Alcor Patient Profile: Arlene Fried

Arlene Fried

See also the personal story of Arlene’s cryopreservation: Her Blue Eyes Will Sparkle.

Arlene, 68, began the cryopreservation process after her heart stopped on June 9, 1990, at her home in Sonoma, California, as a result of lung cancer. She was the mother of Linda Chamberlain, one of the founders of the Alcor Life Extension Foundation.
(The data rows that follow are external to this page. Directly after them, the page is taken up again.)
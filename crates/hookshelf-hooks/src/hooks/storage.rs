//! Web Storage hooks: use_local_storage and use_session_storage
//!
//! The value is stored as JSON under a single key. It is read once on mount;
//! afterwards the hook writes through on every change. A failed write is
//! logged and otherwise ignored.

use hookshelf_reactive::Signal;
use serde::Serialize;
use serde::de::DeserializeOwned;

use super::effect::use_effect;
use crate::platform::{self, StorageArea};

/// A value persisted in `localStorage` or `sessionStorage`
#[derive(Debug, Clone)]
pub struct UseStorage<T: 'static> {
	/// Current value; `None` means the key is absent
	pub value: Signal<Option<T>>,
	area: StorageArea,
	key: String,
}

impl<T: Clone + 'static> UseStorage<T> {
	/// Current value (tracked)
	pub fn get(&self) -> Option<T> {
		self.value.get()
	}

	/// Stores a new value.
	pub fn set(&self, value: T) {
		self.value.set(Some(value));
	}

	/// Deletes the key and sets the value to `None`.
	pub fn remove(&self) {
		self.value.set(None);
	}

	/// The storage key
	pub fn key(&self) -> &str {
		&self.key
	}

	/// Which storage area the key lives in
	pub fn area(&self) -> StorageArea {
		self.area
	}
}

fn read<T: DeserializeOwned>(area: StorageArea, key: &str) -> Option<T> {
	let raw = match platform::storage_get(area, key) {
		Ok(raw) => raw?,
		Err(err) => {
			crate::warn_log!("{}: failed to read {}: {}", area.as_str(), key, err);
			return None;
		}
	};
	match serde_json::from_str(&raw) {
		Ok(value) => Some(value),
		Err(err) => {
			crate::warn_log!("{}: ignoring unparsable {}: {}", area.as_str(), key, err);
			None
		}
	}
}

fn write<T: Serialize>(area: StorageArea, key: &str, value: Option<&T>) {
	let result = match value {
		None => platform::storage_remove(area, key),
		Some(value) => serde_json::to_string(value)
			.map_err(Into::into)
			.and_then(|json| platform::storage_set(area, key, &json)),
	};
	if let Err(err) = result {
		crate::warn_log!("{}: failed to persist {}: {}", area.as_str(), key, err);
	}
}

/// Binds a value to `key` in the given storage area.
///
/// On mount the stored JSON wins over `default`; if the key is absent or
/// unparsable, `default` is used and written back.
pub fn use_storage<T>(area: StorageArea, key: &str, default: Option<T>) -> UseStorage<T>
where
	T: Serialize + DeserializeOwned + Clone + 'static,
{
	let initial = read(area, key).or(default);
	let storage = UseStorage {
		value: Signal::new(initial),
		area,
		key: key.to_string(),
	};

	use_effect({
		let storage = storage.clone();
		move || {
			storage
				.value
				.with(|value| write(storage.area, &storage.key, value.as_ref()));
		}
	});

	storage
}

/// [`use_storage`] on `window.localStorage`
///
/// # Example
///
/// ```ignore
/// let name = use_local_storage("name", Some("Kyle".to_string()));
/// name.set("Sally".into());
/// name.remove();
/// ```
pub fn use_local_storage<T>(key: &str, default: Option<T>) -> UseStorage<T>
where
	T: Serialize + DeserializeOwned + Clone + 'static,
{
	use_storage(StorageArea::Local, key, default)
}

/// [`use_storage`] on `window.sessionStorage`
pub fn use_session_storage<T>(key: &str, default: Option<T>) -> UseStorage<T>
where
	T: Serialize + DeserializeOwned + Clone + 'static,
{
	use_storage(StorageArea::Session, key, default)
}

#[cfg(test)]
mod tests {
	use super::*;
	use crate::mount;
	use crate::testing::{fail_storage_writes, flush, reset, set_storage, storage_snapshot};
	use rstest::rstest;
	use serial_test::serial;

	fn stored(area: StorageArea, key: &str) -> Option<String> {
		storage_snapshot(area).get(key).cloned()
	}

	#[rstest]
	#[case(StorageArea::Local)]
	#[case(StorageArea::Session)]
	#[serial]
	fn test_default_written_on_mount(#[case] area: StorageArea) {
		reset();
		let (_scope, name) = mount(|| use_storage(area, "name", Some("Kyle".to_string())));
		flush();

		assert_eq!(name.value.get_untracked().as_deref(), Some("Kyle"));
		assert_eq!(stored(area, "name").as_deref(), Some("\"Kyle\""));
	}

	#[test]
	#[serial]
	fn test_stored_value_wins_over_default() {
		reset();
		set_storage(StorageArea::Local, "age", "31");
		let (_scope, age) = mount(|| use_local_storage("age", Some(26)));
		assert_eq!(age.value.get_untracked(), Some(31));
	}

	#[test]
	#[serial]
	fn test_set_and_remove_write_through() {
		reset();
		let (_scope, age) = mount(|| use_session_storage("age", Some(26)));

		age.set(40);
		flush();
		assert_eq!(stored(StorageArea::Session, "age").as_deref(), Some("40"));

		age.remove();
		flush();
		assert_eq!(age.value.get_untracked(), None);
		assert_eq!(stored(StorageArea::Session, "age"), None);
	}

	#[test]
	#[serial]
	fn test_unparsable_value_falls_back_to_default() {
		reset();
		set_storage(StorageArea::Local, "flags", "{not json");
		let (_scope, flags) = mount(|| use_local_storage("flags", Some(vec![1, 2])));
		flush();

		assert_eq!(flags.value.get_untracked(), Some(vec![1, 2]));
		assert_eq!(stored(StorageArea::Local, "flags").as_deref(), Some("[1,2]"));
	}

	#[test]
	#[serial]
	fn test_write_failure_keeps_in_memory_value() {
		reset();
		let (_scope, note) = mount(|| use_local_storage::<String>("note", None));
		fail_storage_writes(true);

		note.set("draft".into());
		flush();

		assert_eq!(note.value.get_untracked().as_deref(), Some("draft"));
		assert_eq!(stored(StorageArea::Local, "note"), None);
	}
}
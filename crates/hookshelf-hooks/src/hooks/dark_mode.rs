//! use_dark_mode
//!
//! An explicit choice is kept in `localStorage`; without one the system
//! preference decides. The result is mirrored onto `<body>` as a class.

use hookshelf_reactive::{Memo, Signal};

use super::effect::use_effect;
use super::storage::{UseStorage, use_local_storage};
use super::window::use_media_query;
use crate::platform;

/// `localStorage` key holding the explicit choice
pub const DARK_MODE_STORAGE_KEY: &str = "useDarkMode";
/// Media query for the system preference
pub const PREFERS_DARK_QUERY: &str = "(prefers-color-scheme: dark)";
/// Class toggled on `document.body`
pub const DARK_MODE_CLASS: &str = "dark-mode";

/// Dark mode state
#[derive(Debug, Clone)]
pub struct UseDarkMode {
	/// Explicit choice, if the user made one
	pub stored: UseStorage<bool>,
	/// Whether the system prefers a dark color scheme
	pub prefers_dark: Signal<bool>,
	enabled: Memo<bool>,
}

impl UseDarkMode {
	/// Whether dark mode is on (tracked)
	pub fn enabled(&self) -> bool {
		self.enabled.get()
	}

	/// Stores an explicit choice, or clears it with `None` to follow the system.
	pub fn set(&self, enabled: Option<bool>) {
		match enabled {
			Some(enabled) => self.stored.set(enabled),
			None => self.stored.remove(),
		}
	}

	/// Stores the opposite of the current state as an explicit choice.
	pub fn toggle(&self) {
		self.stored.set(!self.enabled.get_untracked());
	}
}

/// Dark mode that follows the system until the user picks a side.
pub fn use_dark_mode() -> UseDarkMode {
	let stored = use_local_storage::<bool>(DARK_MODE_STORAGE_KEY, None);
	let prefers_dark = use_media_query(PREFERS_DARK_QUERY);
	let enabled = Memo::new({
		let stored = stored.value.clone();
		let prefers_dark = prefers_dark.clone();
		move || stored.get().unwrap_or_else(|| prefers_dark.get())
	});

	use_effect({
		let enabled = enabled.clone();
		move || {
			let on = enabled.get();
			if let Err(err) = platform::set_body_class(DARK_MODE_CLASS, on) {
				crate::warn_log!("use_dark_mode: cannot update body class: {}", err);
			}
		}
	});

	UseDarkMode {
		stored,
		prefers_dark,
		enabled,
	}
}

#[cfg(test)]
mod tests {
	use super::*;
	use crate::mount;
	use crate::testing::{body_has_class, flush, reset, set_media_query, set_storage, storage_snapshot};
	use crate::StorageArea;
	use serial_test::serial;

	#[test]
	#[serial]
	fn test_follows_system_preference_without_choice() {
		reset();
		let (_scope, dark) = mount(use_dark_mode);
		flush();
		assert!(!dark.enabled());
		assert!(!body_has_class(DARK_MODE_CLASS));

		set_media_query(PREFERS_DARK_QUERY, true);
		assert!(dark.enabled());
		assert!(body_has_class(DARK_MODE_CLASS));
	}

	#[test]
	#[serial]
	fn test_explicit_choice_wins_and_persists() {
		reset();
		set_media_query(PREFERS_DARK_QUERY, true);
		let (_scope, dark) = mount(use_dark_mode);

		dark.toggle();
		flush();
		assert!(!dark.enabled());
		assert!(!body_has_class(DARK_MODE_CLASS));
		assert_eq!(
			storage_snapshot(StorageArea::Local).get(DARK_MODE_STORAGE_KEY).map(String::as_str),
			Some("false")
		);

		dark.set(None);
		flush();
		assert!(dark.enabled());
		assert!(!storage_snapshot(StorageArea::Local).contains_key(DARK_MODE_STORAGE_KEY));
	}

	#[test]
	#[serial]
	fn test_stored_choice_read_on_mount() {
		reset();
		set_storage(StorageArea::Local, DARK_MODE_STORAGE_KEY, "true");
		let (_scope, dark) = mount(use_dark_mode);
		flush();

		assert!(dark.enabled());
		assert!(body_has_class(DARK_MODE_CLASS));
	}
}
Arlene was born in Chillicothe, Missouri in 1922. She married and had two children. After a divorce, she moved to Los Angeles, California, and worked for 20 years as a secretary for the vice president of a large brokerage house. She was sponsored by her employer to attend brokerage school and became the first woman in California to earn her brokerage certificate, but that same company would not allow her to be a broker because she was a woman. Arlene moved to San Francisco in the 1970s and continued to work for the brokerage company. She realized she was bisexual and became very active in the Gay Rights movement when the AIDS crisis was taking the lives of many of her friends.

When her daughter tried to interest her in cryopreservation, she was not initially interested, and only signed up because her daughter wanted her to do so. However, learning that she had terminal cancer changed that. When the Alcor team began showing up at her house for a standby in order to give her the best possible stabilization prior to cryopreservation and was willing to sleep on her floor, and she could see the dedication of people who had never before met her, she found that her attitude changed to one where she was looking forward to going into the future.

Arlene now awaits the future in a dewar full of liquid nitrogen in the Patient Care Bay at Alcor. She was a strong feminist who always encouraged her children to think for themselves and to always question authority. She had a sense of adventure to the end and always did things “her own way.”